I suspect there will be differences, but I can't catch them.



B.




Another type of sentence is as follows.






    • I know that London is the capital of the U.K. (o)

    • I know London to be the capital of the U.K. (?)





    The book says the latter is not natural, but no reason for it.




    • I believe that the rain is falling. (o)

    • I believe the rain to be falling. (?)




    Same here. The second is said not to be natural.





    • I know Mary to be a Christian.

    • I believe John to be a man of interity.




    But these two are said to be acceptable. Why?





    • I remember him to be tall and lank.

    • I remember him tall and lank.




    Could be there any difference, if any?




    • I find that this chair is comfortable.

    • I find this chair to be comfortable.


    • I find this chair comfortable.




    It says each has a slightly difference nuance, but the contexts are not given. And I don't understand the explanation, perhaps because it was translated word for word into my mother tongue.




    • If you look in the files, you'll find —

      • that she is Mexican. (o)


      • her to be Mexican. (?)

      • her Mexian. (?)





    This is very strange to me. Are all the sentences not acceptable?




C.




I'll type up some more sentences below.





  • NBC announced Henry to be the winner.
    vs. "… Henry the winner."

  • They report the sea level to be down considerably.
    vs. "… the sea level down considerably."

  • He hates gin to be diluted.
    vs. "… gin diluted."

  • The police want Bill to be alive.
    vs. "… Bill alive."

  • Quick, get in here! Tommy needs his leg [set (o)/to be set (?)].


  • Tommy needs his leg [to be set (o)/set (?)] eventually, but let's not rush things.



Answer



An interesting bunch of examples, and correctly grouped.
However, the three groups are not monophyletic. Briefly,




Group A is an example of what linguists call a "rule conspiracy", where a number of independently motivated processes "conspire" to produce a similar surface structure. Georgia Green discussed them in her paper [Green, Georgia M. (1970) 'How Abstract is Surface Structure?' CLS 6, 270-281].





What's come to be called the 'Green Conspiracy' includes such structures as




  • I shot him dead.

  • I buried him alive.

  • I found him alive.

  • I need him dead.



et cetera, with very different meanings.




The point, if any, is that there is a limited number of surface structures that English prefers, and there are many more different ways to get from meaning to one of them. I.e, these structures do not represent a single kind of meaning, but rather several. They are all, of course, regular (in much the ways suggested by the OP), but which rule gets used is arbitrary and idiomatic.






EDIT: a little more about Green's paper, which seems to be difficult to find.
This is from a paper by Goldsmith and Huck commenting on the theories involved.

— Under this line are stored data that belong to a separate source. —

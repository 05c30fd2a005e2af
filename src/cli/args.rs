//! CLI arguments module
//!
//! Defines command-line argument parsing using clap.

use std::net::SocketAddr;
use std::path::PathBuf;

use clap::Parser;

/// CLI arguments for the torrent downloader
#[derive(Debug, Parser)]
#[command(name = "torrent-fetch")]
#[command(about = "Download a torrent from a .torrent file, URL or magnet link", long_about = None)]
pub struct CliArgs {
    /// Path to a .torrent file, an http(s) URL serving one, or a magnet URI
    #[arg(short, long, value_name = "SOURCE")]
    pub torrent: String,

    /// Download directory (defaults to the current directory)
    #[arg(short, long, value_name = "DIR")]
    pub out_dir: Option<PathBuf>,

    /// Peer to connect to in addition to tracker results (repeatable)
    #[arg(long = "peer", value_name = "ADDR")]
    pub peers: Vec<SocketAddr>,

    /// Maximum number of peer connections
    #[arg(long, default_value_t = 30)]
    pub max_peers: usize,

    /// Port reported to trackers
    #[arg(long, default_value_t = 6881)]
    pub port: u16,

    /// Do not contact the torrent's trackers
    #[arg(long)]
    pub no_trackers: bool,

    /// Verbose output
    #[arg(short, long, conflicts_with = "quiet")]
    pub verbose: bool,

    /// Quiet mode (no output except errors)
    #[arg(short, long)]
    pub quiet: bool,
}

impl CliArgs {
    /// Parse CLI arguments from command line
    pub fn parse_args() -> Self {
        Self::parse()
    }

    /// Get the log level based on verbosity settings
    pub fn log_level(&self) -> tracing::Level {
        if self.verbose {
            tracing::Level::DEBUG
        } else if self.quiet {
            tracing::Level::ERROR
        } else {
            tracing::Level::INFO
        }
    }
}
//! CLI configuration module
//!
//! Turns parsed arguments into engine configuration and add options.

use std::path::{Path, PathBuf};

use anyhow::Result;

use crate::cli::args::CliArgs;
use crate::config::{AddOptions, EngineConfig};
use crate::error::TorrentError;
use crate::torrent::TorrentSource;

/// Everything the binary needs to start one download
#[derive(Debug, Clone)]
pub struct Config {
    /// Where the torrent comes from
    pub source: TorrentSource,
    pub engine: EngineConfig,
    pub add: AddOptions,
    /// Quiet mode
    pub quiet: bool,
}

impl Config {
    /// Build configuration from CLI arguments. Relative paths are
    /// resolved against `cwd`.
    pub fn from_args(args: &CliArgs, cwd: &Path) -> Result<Self> {
        let source = match TorrentSource::parse(&args.torrent)? {
            TorrentSource::Path(path) if path.is_relative() => TorrentSource::Path(cwd.join(path)),
            other => other,
        };

        let output_directory = match &args.out_dir {
            Some(dir) if dir.is_relative() => cwd.join(dir),
            Some(dir) => dir.clone(),
            None => cwd.to_path_buf(),
        };
        if output_directory.as_os_str().is_empty() {
            return Err(TorrentError::config_error_with_field("Output directory cannot be empty", "out_dir").into());
        }

        let engine = EngineConfig {
            max_peers: args.max_peers,
            listen_port: args.port,
            ..EngineConfig::default()
        };
        engine.validate()?;

        let mut add = AddOptions::new(output_directory).with_trackers(!args.no_trackers);
        for peer in &args.peers {
            add = add.with_peer(*peer);
        }

        Ok(Self { source, engine, add, quiet: args.quiet })
    }

    pub fn output_dir(&self) -> &PathBuf {
        &self.add.output_directory
    }
}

Green (1970), noting that a variety of different semantic structures could be associated with the same surface syntactic construction, argued that there must be a limited set of syntactic “target structures” into which the transformational rules map their
representations. The sentences She shot him dead and They buried him alive, she argued, both share the same superficial syntactic structure, but crucially differ semantically as to whether the adjective indicates a pre-existing state or a result. As she pointed out, “natural language syntax is free to utilize mechanisms by which a large and diverse set of logical and semantic relations are somehow squeezed into a small number of surface structures” (Green 1970:277). In that paper, she referred to such mechanisms as “conspiracies.”









Group B is a conflation of several varieties of Raising and Equi,
with different kinds of tensed and untensed complement clauses.



Group C consists of several examples of the rule of to be-Deletion
(p.9 in the Transformation List).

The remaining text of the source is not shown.